All we know for certain about aliens is that we know nothing. It's seventy-three years since the first reported sighting of a flying saucer in 1947 and our knowledge of UFOs and alien visitation has progressed not one iota over those seven and a bit decades. Almost as if aliens don't really exist. Or at least have never come anywhere close to Earth.
So why does belief in them not just persist but, especially in America in recent years, rise? I was with the London Fortean Society online (for reasons we're all familiar with) to see if I could find out. Science writer Sarah Scoles was Zooming in to us live from her house in Denver, Colorado to deliver an hour long lecture called UFO Culture and Why We See Flying Saucers and following Chris French's brilliant A Skeptics Guide to Aliens (for the LFS in January) and Paula Dempsey's superb Flying Saucers:A Modern Myth for SELFS last November I couldn't help wondering if this was alien overkill.
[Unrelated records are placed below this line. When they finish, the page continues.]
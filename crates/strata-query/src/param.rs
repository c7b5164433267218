use chrono::{DateTime, NaiveDate, NaiveDateTime, TimeZone, Utc};
use serde::{Deserialize, Serialize};
use serde_json::{Number, Value};
use std::collections::HashMap;
use std::fmt;
use std::str::FromStr;

/// Target types for parameter and result-field coercion
#[derive(Debug, Clone, Copy, Eq, PartialEq, Hash, Serialize, Deserialize)]
#[serde(rename_all = "lowercase")]
pub enum ParameterType {
    String,
    Boolean,
    /// 32-bit signed integer
    Integer,
    /// 64-bit signed integer
    Long,
    /// 64-bit floating point
    Decimal,
    /// ISO 8601 date (`YYYY-MM-DD`)
    Date,
    /// RFC 3339 timestamp, normalized to UTC
    DateTime,
    /// Passed through untouched
    Json,
}

impl fmt::Display for ParameterType {
    fn fmt(&self, f: &mut fmt::Formatter<'_>) -> fmt::Result {
        match self {
            ParameterType::String => write!(f, "string"),
            ParameterType::Boolean => write!(f, "boolean"),
            ParameterType::Integer => write!(f, "integer"),
            ParameterType::Long => write!(f, "long"),
            ParameterType::Decimal => write!(f, "decimal"),
            ParameterType::Date => write!(f, "date"),
            ParameterType::DateTime => write!(f, "datetime"),
            ParameterType::Json => write!(f, "json"),
        }
    }
}

impl FromStr for ParameterType {
    type Err = String;

    fn from_str(s: &str) -> Result<Self, Self::Err> {
        match s.trim().to_lowercase().as_str() {
            "string" | "str" | "text" => Ok(ParameterType::String),
            "boolean" | "bool" => Ok(ParameterType::Boolean),
            "integer" | "int" | "i32" => Ok(ParameterType::Integer),
            "long" | "bigint" | "i64" => Ok(ParameterType::Long),
            "decimal" | "double" | "float" | "number" | "f64" => Ok(ParameterType::Decimal),
            "date" => Ok(ParameterType::Date),
            "datetime" | "timestamp" | "instant" => Ok(ParameterType::DateTime),
            "json" | "object" => Ok(ParameterType::Json),
            other => Err(format!("Unknown parameter type: {}", other)),
        }
    }
}

impl ParameterType {
    /// Coerce a value to this type; arrays are coerced element-wise
    pub fn coerce(&self, value: &Value) -> Result<Value, String> {
        match (self, value) {
            (_, Value::Null) => Ok(Value::Null),
            (ParameterType::Json, v) => Ok(v.clone()),
            (_, Value::Array(items)) => items
                .iter()
                .map(|item| self.coerce(item))
                .collect::<Result<Vec<_>, _>>()
                .map(Value::Array),
            (ParameterType::String, v) => Ok(Value::String(match v {
                Value::String(s) => s.clone(),
                other => other.to_string(),
            })),
            (ParameterType::Boolean, v) => coerce_bool(v).map(Value::Bool),
            (ParameterType::Integer, v) => {
                let n = coerce_i64(v)?;
                i32::try_from(n)
                    .map(|n| Value::Number(n.into()))
                    .map_err(|_| format!("{} is out of range for integer", n))
            }
            (ParameterType::Long, v) => coerce_i64(v).map(|n| Value::Number(n.into())),
            (ParameterType::Decimal, v) => {
                let f = coerce_f64(v)?;
                Number::from_f64(f)
                    .map(Value::Number)
                    .ok_or_else(|| format!("{} is not a finite number", f))
            }
            (ParameterType::Date, v) => coerce_date(v).map(|d| Value::String(d.to_string())),
            (ParameterType::DateTime, v) => {
                coerce_datetime(v).map(|dt| Value::String(dt.to_rfc3339()))
            }
        }
    }
}

fn coerce_bool(value: &Value) -> Result<bool, String> {
    match value {
        Value::Bool(b) => Ok(*b),
        Value::Number(n) => Ok(n.as_f64().map(|f| f != 0.0).unwrap_or(false)),
        Value::String(s) => match s.trim().to_lowercase().as_str() {
            "true" | "1" | "yes" | "y" => Ok(true),
            "false" | "0" | "no" | "n" => Ok(false),
            other => Err(format!("Expected boolean, got '{}'", other)),
        },
        other => Err(format!("Expected boolean, got {}", other)),
    }
}

fn coerce_i64(value: &Value) -> Result<i64, String> {
    match value {
        Value::Number(n) => {
            if let Some(i) = n.as_i64() {
                Ok(i)
            } else {
                match n.as_f64() {
                    Some(f) if f.fract() == 0.0 => Ok(f as i64),
                    _ => Err(format!("Expected integral number, got {}", n)),
                }
            }
        }
        Value::String(s) => s
            .trim()
            .parse::<i64>()
            .map_err(|_| format!("Expected integral number, got '{}'", s)),
        Value::Bool(b) => Ok(i64::from(*b)),
        other => Err(format!("Expected integral number, got {}", other)),
    }
}

fn coerce_f64(value: &Value) -> Result<f64, String> {
    match value {
        Value::Number(n) => n
            .as_f64()
            .ok_or_else(|| format!("Expected number, got {}", n)),
        Value::String(s) => s
            .trim()
            .parse::<f64>()
            .map_err(|_| format!("Expected number, got '{}'", s)),
        other => Err(format!("Expected number, got {}", other)),
    }
}

fn coerce_date(value: &Value) -> Result<NaiveDate, String> {
    let Value::String(s) = value else {
        return Err(format!("Expected date string, got {}", value));
    };
    let s = s.trim();
    if let Ok(date) = NaiveDate::parse_from_str(s, "%Y-%m-%d") {
        return Ok(date);
    }
    DateTime::parse_from_rfc3339(s)
        .map(|dt| dt.date_naive())
        .map_err(|_| format!("Expected date (YYYY-MM-DD), got '{}'", s))
}

fn coerce_datetime(value: &Value) -> Result<DateTime<Utc>, String> {
    match value {
        Value::Number(n) => {
            let millis = n
                .as_i64()
                .ok_or_else(|| format!("Expected epoch milliseconds, got {}", n))?;
            Utc.timestamp_millis_opt(millis)
                .single()
                .ok_or_else(|| format!("Epoch milliseconds out of range: {}", millis))
        }
        Value::String(s) => {
            let s = s.trim();
            if let Ok(dt) = DateTime::parse_from_rfc3339(s) {
                return Ok(dt.with_timezone(&Utc));
            }
            ["%Y-%m-%dT%H:%M:%S", "%Y-%m-%d %H:%M:%S"]
                .iter()
                .find_map(|fmt| NaiveDateTime::parse_from_str(s, fmt).ok())
                .map(|naive| naive.and_utc())
                .ok_or_else(|| format!("Expected RFC 3339 timestamp, got '{}'", s))
        }
        other => Err(format!("Expected timestamp, got {}", other)),
    }
}

/// Coerce the top-level criteria fields that have a declared type.
///
/// Returns the offending parameter name alongside the message on failure.
pub fn coerce_criteria(
    criteria: &Value,
    types: &HashMap<String, ParameterType>,
) -> Result<Value, (String, String)> {
    let Value::Object(fields) = criteria else {
        return Ok(criteria.clone());
    };
    if types.is_empty() {
        return Ok(criteria.clone());
    }

    let mut coerced = fields.clone();
    for (name, value) in coerced.iter_mut() {
        if let Some(ty) = types.get(name) {
            *value = ty.coerce(value).map_err(|e| (name.clone(), e))?;
        }
    }
    Ok(Value::Object(coerced))
}

#[cfg(test)]
mod tests {
    use super::*;
    use serde_json::json;

    #[test]
    fn test_parse_type_aliases() {
        assert_eq!("Long".parse::<ParameterType>().unwrap(), ParameterType::Long);
        assert_eq!("int".parse::<ParameterType>().unwrap(), ParameterType::Integer);
        assert_eq!(
            "timestamp".parse::<ParameterType>().unwrap(),
            ParameterType::DateTime
        );
        assert!("uuidish".parse::<ParameterType>().is_err());
    }

    #[test]
    fn test_coerce_scalars() {
        assert_eq!(ParameterType::Long.coerce(&json!("42")).unwrap(), json!(42));
        assert_eq!(ParameterType::Integer.coerce(&json!(3.0)).unwrap(), json!(3));
        assert!(ParameterType::Integer.coerce(&json!(5_000_000_000i64)).is_err());
        assert_eq!(ParameterType::Boolean.coerce(&json!("yes")).unwrap(), json!(true));
        assert_eq!(ParameterType::String.coerce(&json!(12)).unwrap(), json!("12"));
        assert_eq!(ParameterType::Decimal.coerce(&json!("1.5")).unwrap(), json!(1.5));
        assert_eq!(ParameterType::Long.coerce(&Value::Null).unwrap(), Value::Null);
    }

    #[test]
    fn test_coerce_dates() {
        assert_eq!(
            ParameterType::Date.coerce(&json!("2024-03-01T10:00:00Z")).unwrap(),
            json!("2024-03-01")
        );
        assert_eq!(
            ParameterType::DateTime
                .coerce(&json!("2024-03-01 10:00:00"))
                .unwrap(),
            json!("2024-03-01T10:00:00+00:00")
        );
        assert!(ParameterType::Date.coerce(&json!("yesterday")).is_err());
    }

    #[test]
    fn test_coerce_arrays_elementwise() {
        assert_eq!(
            ParameterType::Long.coerce(&json!(["1", 2])).unwrap(),
            json!([1, 2])
        );
    }

    #[test]
    fn test_coerce_criteria_reports_field() {
        let mut types = HashMap::new();
        types.insert("id".to_string(), ParameterType::Long);

        let ok = coerce_criteria(&json!({"id": "7", "name": "x"}), &types).unwrap();
        assert_eq!(ok, json!({"id": 7, "name": "x"}));

        let (name, _) = coerce_criteria(&json!({"id": "seven"}), &types).unwrap_err();
        assert_eq!(name, "id");
    }
}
Which is always good. The systems of belief and structures of thought we build up in our own minds should always be the ones we put most thoroughly to the test. Sarah began by telling us of how, in December 2017, videos emerged showing footage of alleged UFOs and how these videos were said to be filmed from American military jets. Supposed footage of UFOs, often very blurry, is not an uncommon event. Footage arriving from the United States Department of Defense is quite a different matter.
But something didn't add up, and soon the Pentagon denied all knowledge of the footage, the debris, and, seemingly - in keeping with modern politics, even their own prior accounts of events. This triggered Sarah's natural tendency towards investigation and even though UFOs weren't, and still aren't, her main interest she delved in to see if she could find out what had gone on. What was going on.
Here Sarah's talk took us back to the early days of UFO sighting and here we did cover much of the same ground as French and Dempsey's earlier talks. It's not that the story of Kenneth Arnold's sighting of the original flying saucer in 1947 and the conspiracy theories that arose following the Roswell incident aren't interesting (they very much are) but they've been covered in some depth before and there are other blogs (linked to above) if you want to read about that.
What happened in Roswell is no longer as important as the mythology that has grown up around it. Or, for the New Mexico city, the tourists that come to visit. In Roswell, you get a lot of bang for your alien buck. Area 51, in Nevada, is not so heavily populated with alien obsessed tourists but it's become equally well known with the belief that it's the place where the US government keeps alien specimens. Are they living or dead? It's a point that's been hotly debated.
It didn't really matter because the event soon become, and probably was always intended as, more of a party anyway. Memes were created, Bud Light made a beer to tie in with it, and a few dozen people got together to chat, drink poor quality booze, make friends, and share highly improbable conspiracy theories.
The truth didn't really matter anymore. Belief in UFOs and aliens had become something of a religion and the similarities with the megachurches you see throughout the US are many, obvious, and overwhelming. There was the cult of personality and there was the hope for salvation. All that had changed is that in the place of God there was now an extraterrestrial super intelligent being or beings.
All wrong ideas eventually migrate towards the original sin of thinking, the wrongest idea of all time - that of religion - and alien belief is proving no different. Ufologists share beliefs, they share a community, and they focus their attentions on to a higher power to make sense of the confusing and often dangerous, depressing, and unfair world they live in.
Offerings, votives if you like, are even given. But to models of sunglasses wearing aliens instead of gods. To my mind, it's no weirder than the worship of an unproven, and non-existent, omnipotent being. In fact there are many similarities. Not least that they both are seen to come from, or live in, the sky.
I was all ready to launch into a diatribe about the stupidity, immorality, and danger of religion when Sarah Scoles deftly sidestepped and made me think again. Not just about UFO believers, but also about religious people. On a visit to UFO Watch Tower in Hooper, Colorado she met with people, believers, who live there. Many of them had led lonely, difficult lives and find a sense of comfort in the community they have there that they have never been fortunate enough to experience before.
Sarah's talk was so much better when she introduced these ideas and it opened my eyes up not to belief in aliens or Gods but to understanding those who view the world from a very different perspective to me. To me, it's still complete and utter bullshit but if it brings people happiness, it brings them community, and it makes their lives feel worthwhile (and nobody's getting hurt by it) then even I, an avowed atheist extremist, can say "amen" to that.
A brief coda on SETI (the search for extra terrestrial intelligence) and a Q&A that took in the incredibly precise theory that there are thirty-six contactable alien civilisations in the universe and a question from Paula Dempsey herself (as well as somebody mentioning The X Files and describing it as "a show we may have heard of" - no shit) added little to proceedings but it didn't need to.
Sarah Scoles had, after a slow start, given us a talk that on the surface was about alien visitation but turned out, really, to be about something far more important. People, community, and hope. Thanks to Sarah for that, thanks to the LFS for booking her, and thanks to Conway Hall who, facing an uncertain future due to Covid, hosted once again. Na-nu na-nu.